The long-awaited expansion of Penn Station, a major city and interstate rail-transit hub in New York, into the James A. Farley Post Office Building will be completed by New Year’s Eve and trains will roll into the new Moynihan Train Hall starting January 1, according to New York State Governor Andrew Cuomo.
“New Yorkers have known for decades that Penn Station needed to be reimagined, and after years of work, the Moynihan Train Hall will open on time and on budget at the end of 2020,” Xinhua news agency quoted Cuomo was quoted as saying at a ceremony held in the new hall on Wednesday.
Work began in 2017 on the $1.6 billion conversion of the former post office into a transit hub.
Named after Daniel Patrick Moynihan, a US Navy veteran who represented New York State in the Senate for 24 years and championed the project, the 255,000-square-foot train hall is located across 8th Avenue from the current Penn Station, between 31st and 33rd streets, and increases its capacity by 50 per cent.

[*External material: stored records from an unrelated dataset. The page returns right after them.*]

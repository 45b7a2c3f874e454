//! `tokio_util` codec for [`Message`] frames.

use bytes::{Buf, BufMut, BytesMut};
use tokio_util::codec::{Decoder, Encoder};

use super::header::{FrameHeader, HEADER_SIZE, HeaderBytes};
use super::message::Message;
use crate::error::{DeskcastError, Result};

/// Largest payload either side accepts.
pub const MAX_PAYLOAD_SIZE: usize = 32 * 1024 * 1024;

#[derive(Debug, Clone, Copy, Default)]
pub struct DeskcastCodec;

impl Decoder for DeskcastCodec {
    type Item = Message;
    type Error = DeskcastError;

    fn decode(&mut self, src: &mut BytesMut) -> Result<Option<Message>> {
        if src.len() < HEADER_SIZE {
            return Ok(None);
        }

        let mut raw: HeaderBytes = [0; HEADER_SIZE];
        raw.copy_from_slice(&src[..HEADER_SIZE]);
        let header = FrameHeader::from_bytes(&raw)?;

        let payload_len = header.payload_len as usize;
        if payload_len > MAX_PAYLOAD_SIZE {
            return Err(DeskcastError::PayloadTooLarge {
                size: payload_len,
                max: MAX_PAYLOAD_SIZE,
            });
        }
        if src.len() < HEADER_SIZE + payload_len {
            src.reserve(HEADER_SIZE + payload_len - src.len());
            return Ok(None);
        }

        src.advance(HEADER_SIZE);
        let payload = src.split_to(payload_len);
        header.verify(&payload)?;
        Message::decode_payload(header.kind, &payload).map(Some)
    }
}

impl Encoder<Message> for DeskcastCodec {
    type Error = DeskcastError;

    fn encode(&mut self, item: Message, dst: &mut BytesMut) -> Result<()> {
        let payload = item.encode_payload()?;
        if payload.len() > MAX_PAYLOAD_SIZE {
            return Err(DeskcastError::PayloadTooLarge {
                size: payload.len(),
                max: MAX_PAYLOAD_SIZE,
            });
        }
        let header = FrameHeader::for_payload(item.kind(), item.flags(), &payload)?;
        dst.reserve(HEADER_SIZE + payload.len());
        dst.put_slice(&header.to_bytes());
        dst.put_slice(&payload);
        Ok(())
    }
}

Announced by Cuomo in his 2016 State of the State Address, the train hall adds eight new tracks while honouring the design of the original Penn Station and housing ticketing and waiting areas for both Amtrak and the Long Island Rail Road.
It provides access to 17 tracks in all.
“This monumental project is a shot of hope as we come out of one of (the) darkest periods in our history and sends a clear message to the world that while we suffered greatly as a result of this once-in-a-century health crisis, the pandemic did not stop us from dreaming big and building for the future,” he said.
“The new Moynihan Train Hall is the embodiment of New York Tough.”
Improving Penn Station, the linchpin of the transportation network in New York and across the northeast, has long been considered one of the state’s and the nation’s most critical infrastructure priorities.
The idea for a train hall in the James A. Farley Post Office Building first emerged decades ago — but was mired in bureaucratic delays and faced repeated federal inaction.